Em alguns países existem cuidados inclusive com cenas de filmes e novelas que possam estimular a morte e contam com um zelo no que se refere à divulgação de suicídios a través da mídia,
especialmente em relação às celebridades suicidas. Eles sabem que esta divulgação gera casos semelhantes na população identificada com aquele que se suicidou. Todos sabem que a mídia não é lugar para se discutir suicídio e não adiantam os “setembros amarelos” porque não produzirão resultados sem uma discussão profissionais sobre o tema, o que precisaria ser feito em sala de aula.
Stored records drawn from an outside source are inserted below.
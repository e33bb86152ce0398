//! Quality ranking for factmerge.
//!
//! Scores how trustworthy a probe is for a given component and orders
//! sources so that the merger applies the most trusted one last.
//!
//! # Key Types
//!
//! - [`QualityTable`]: Layered lookup: configured scores, then probe-announced
//!   scores, then a fixed default
//! - [`RankedSource`]: A source paired with its quality
//! - [`best_source`]: The single most trusted source for a component

pub mod quality;
pub mod select;

pub use quality::{QualityTable, RankedSource};
pub use select::best_source;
Sabem o que apontam os dados epidemiológicos que as mortes após uma viuvez podem ocorrerem em muito devido à supressão de funções o sistema imunológico daquele que ficou. O luto de idosos é mais complicado por se tratar da perda de pessoas de referência, pode levar a desequilíbrios, falências financeiras, solidão e doenças graves (eu mesmo passei por isto).
Existe o fenômeno do luto antecipatório que começou a ser percebido com as mulheres, que choravam as supostas perdas dos seus maridos nas guerras, e os idosos constituem o grupo com o maior índice de suicídios porque entram num vazio existencial pela falta do outro, em geral um falece e o outro pode segui-lo pouco tempo depois, conforme apontam vários estudos.
Por tudo isto eu resolvi fazer uma reflexão sobre a morte e a função dos mortos nas nossas vidas, aproveitando os avanços de algumas abordagens atuais sobre o tema, retomando a reflexão filosófica partir de Frankl, Heidegger e C. G. Jung e algumas metáforas importantes, na esperança de contribuir para uma aproximação em relação ao tema.
Gosto de lidar com estes temas novos e indigestos e faço isto desde a década de noventa quando comecei a semear ideias, especialmente sobre a Logoterapia e hipnose ericksoniana no
Brasil, além de muitos outros temas que me custaram um certo assassinatos políticos e absurdos que até hoje pago.
Retomei os pensamentos de James Hillman, William Blake e William James sobre o desejo humano de acreditar, C. G Jung e “O livro vermelho” além de “Os sete sermões dos mortos”. Foram anos de trabalho, com uma linha diferente em relação a este artigo que é mais empírico e espero que motive reflexões ainda melhores para que este tema seja resgatado sem tabus e com profundidade.